Heath has done several studies of the Roadville and Trackton children and of their entry into young adulthood and parenting roles. In 2001, a thirty-year follow-up of three hundred families from the two communities will be published, illustrating the radically different contexts in which the children of the children of Trackton and Roadville are raising their young. Language learning situations, as well as uses of language, types and ways of reading and writing, and perceptions of communication, have been dramatically altered over three decades of geographic and social mobility by the families.

This finding is particularly evident in the continuing work on human development that Heath began in 1987, when she joined with Milbrey W. McLaughlin (Public Policy, School of Education, Stanford University) to design a study of learning in the nonschool hours. Over a decade of study of youth-based community organizations has followed, revealing the patterns of interaction, uses of oral and written language, and perceptions of learning that young people develop in certain types of organizations. The key point here is that only those organizations with particular structures and ways of viewing youth create exemplary learning environments that will attract and keep young people who have often resisted school and classroom life. Such organizations must regard young people as their key assets, as fundamental resources, and they must engage individuals and the group in decision-making that matters to the life of the organization. By so doing, these organizations enable youth to practice adulthood in safe places, meaningful pursuits, and with lots of close-up models and mentors in their older peers within the organization. Numerous publications, both for nonacademic audiences and in scholarly journals, have reported findings from this research. The listing below includes only a few of the most recent of these.

Public reports:
2000.  McLaughlin, Milbrey W. Community Counts: How youth organizations matter for youth development. Washington, DC: Public Education Network. [The executive summary and report can be downloaded from www.PublicEducation.org.]

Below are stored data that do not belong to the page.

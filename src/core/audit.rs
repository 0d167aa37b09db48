//! Audit sink implementations.
//!
//! Every orchestration event is also logged through `tracing`; the audit trail
//! is the machine-readable copy for callers that want to inspect it.

use std::collections::VecDeque;
use std::fmt;
use std::sync::Arc;

use parking_lot::Mutex;
use serde::Serialize;

use crate::util::clock::{Clock, SystemClock};

/// Kind of orchestration event.
#[derive(Debug, Clone, Copy, PartialEq, Eq, Serialize)]
#[serde(rename_all = "snake_case")]
pub enum AuditAction {
    /// Agent registered.
    Register,
    /// Agent deactivated.
    Deactivate,
    /// Task submitted.
    Submit,
    /// Task handed to a retry supervisor.
    Dispatch,
    /// One attempt failed (reported failure or fault).
    AttemptFailed,
    /// Task completed.
    Complete,
    /// Task failed after its last attempt.
    Fail,
    /// Health monitor raised an alert.
    HealthAlert,
}

impl fmt::Display for AuditAction {
    fn fmt(&self, f: &mut fmt::Formatter<'_>) -> fmt::Result {
        let s = match self {
            Self::Register => "register",
            Self::Deactivate => "deactivate",
            Self::Submit => "submit",
            Self::Dispatch => "dispatch",
            Self::AttemptFailed => "attempt_failed",
            Self::Complete => "complete",
            Self::Fail => "fail",
            Self::HealthAlert => "health_alert",
        };
        f.write_str(s)
    }
}

/// Audit event structure.
#[derive(Debug, Clone, Serialize)]
pub struct AuditEvent {
    /// Event identifier.
    pub event_id: String,
    /// Related task identifier.
    pub task_id: Option<String>,
    /// Related agent identifier.
    pub agent_id: Option<String>,
    /// Action taken.
    pub action: AuditAction,
    /// Timestamp milliseconds.
    pub created_at_ms: u128,
    /// Additional context.
    pub detail: Option<String>,
}

/// Audit sink abstraction.
pub trait AuditSink: Send + Sync {
    /// Record an audit event.
    fn record(&self, event: AuditEvent);
}

/// In-memory audit sink for testing and dev.
pub struct InMemoryAuditSink {
    events: Mutex<VecDeque<AuditEvent>>,
    max_events: usize,
}

impl InMemoryAuditSink {
    /// Create a new in-memory sink with a bounded buffer.
    pub fn new(max_events: usize) -> Self {
        Self {
            events: Mutex::new(VecDeque::with_capacity(max_events.min(1024))),
            max_events,
        }
    }

    /// Retrieve a snapshot of stored events.
    pub fn events(&self) -> Vec<AuditEvent> {
        self.events.lock().iter().cloned().collect()
    }

    /// Stored events with the given action.
    pub fn events_with(&self, action: AuditAction) -> Vec<AuditEvent> {
        self.events
            .lock()
            .iter()
            .filter(|e| e.action == action)
            .cloned()
            .collect()
    }
}

impl AuditSink for InMemoryAuditSink {
    fn record(&self, event: AuditEvent) {
        if self.max_events == 0 {
            return;
        }
        let mut events = self.events.lock();
        if events.len() >= self.max_events {
            events.pop_front();
        }
        events.push_back(event);
    }
}

/// Helper to build an audit event stamped at `created_at_ms`.
pub fn build_audit_event(
    action: AuditAction,
    task_id: Option<&str>,
    agent_id: Option<&str>,
    detail: Option<String>,
    created_at_ms: u128,
) -> AuditEvent {
    AuditEvent {
        event_id: uuid::Uuid::new_v4().to_string(),
        task_id: task_id.map(str::to_string),
        agent_id: agent_id.map(str::to_string),
        action,
        created_at_ms,
        detail,
    }
}

/// Optional sink shared by the scheduler and its retry supervisors.
///
/// Events are stamped with the trail's clock, which the scheduler sets to
/// its own so audit times line up with task and agent timestamps.
#[derive(Clone)]
pub struct AuditTrail {
    sink: Option<Arc<dyn AuditSink>>,
    clock: Arc<dyn Clock>,
}

impl Default for AuditTrail {
    fn default() -> Self {
        Self::disabled()
    }
}

impl AuditTrail {
    /// Trail that forwards to `sink`.
    pub fn new(sink: Arc<dyn AuditSink>) -> Self {
        Self {
            sink: Some(sink),
            clock: Arc::new(SystemClock),
        }
    }

    /// Trail that drops every event.
    pub fn disabled() -> Self {
        Self {
            sink: None,
            clock: Arc::new(SystemClock),
        }
    }

    /// Stamp events with `clock` instead of the system clock.
    #[must_use]
    pub fn with_clock(mut self, clock: Arc<dyn Clock>) -> Self {
        self.clock = clock;
        self
    }

    /// Record an event if a sink is attached.
    pub fn emit(
        &self,
        action: AuditAction,
        task_id: Option<&str>,
        agent_id: Option<&str>,
        detail: Option<String>,
    ) {
        if let Some(sink) = &self.sink {
            let at = self.clock.now_ms();
            sink.record(build_audit_event(action, task_id, agent_id, detail, at));
        }
    }
}

impl fmt::Debug for AuditTrail {
    fn fmt(&self, f: &mut fmt::Formatter<'_>) -> fmt::Result {
        f.debug_struct("AuditTrail")
            .field("enabled", &self.sink.is_some())
            .finish()
    }
}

1999.  Heath, Shirley Brice and Smyth, Laura. ArtShow: Youth and Community Development. Washington, DC: Partners for Livable Communities. Pp. 96. [This resource guide summarizes the research project, but it gives special attention to the role of the arts in youth organizations. Featured are four youth-centered arts-focused groups whose organizations provide the central narrative of the documentary video ArtShow. See ArtShow: Youth and Community Development on this website for an executive summary of the resource guide and a synopsis of the documentary.]

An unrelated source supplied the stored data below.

//! Tokio runtime spawner implementation.

use std::future::Future;

use crate::core::Spawn;

/// Spawner that runs dispatched supervisors and the tick loop on a tokio runtime.
#[derive(Clone, Debug)]
pub struct TokioSpawner {
    handle: tokio::runtime::Handle,
}

impl TokioSpawner {
    /// Create a spawner from a tokio runtime handle.
    pub const fn new(handle: tokio::runtime::Handle) -> Self {
        Self { handle }
    }

    /// Spawner bound to the runtime of the calling task.
    ///
    /// # Panics
    ///
    /// Panics when called outside a tokio runtime.
    pub fn current() -> Self {
        Self::new(tokio::runtime::Handle::current())
    }

    /// Spawner bound to the current runtime, or `None` outside of one.
    pub fn try_current() -> Option<Self> {
        tokio::runtime::Handle::try_current().ok().map(Self::new)
    }
}

impl Spawn for TokioSpawner {
    fn spawn<F>(&self, fut: F)
    where
        F: Future<Output = ()> + Send + 'static,
    {
        drop(self.handle.spawn(fut));
    }
}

1999.  Heath, Shirley Brice (with Adelma Roach). Imaginative Actuality: Learning in the arts during the nonschool hours. In Champions of Change: The impact of the arts on learning. Washington, DC: Arts Education Partnership and President's Committee on the Arts and the Humanities. Pp. 20-34.

Academic publications:
Heath's publications on the study of youth organizations have centered on language and cognitive development. The following two articles summarize the gist of that work.

1999.  Dimensions of Language Development. In Cultural Processes of Child Development: The Minnesota Symposia on Child Psychology. Vol. 29. A. S. Masten, ed. Mahweh, NJ: Lawrence Erlbaum Publishers. Pp. 59-76.

1998.  Working through Language. In Kids Talk: Strategic language use in later childhood. S. Hoyle and C. T. Adger (eds.). New York: Oxford University Press. Pp. 217-240.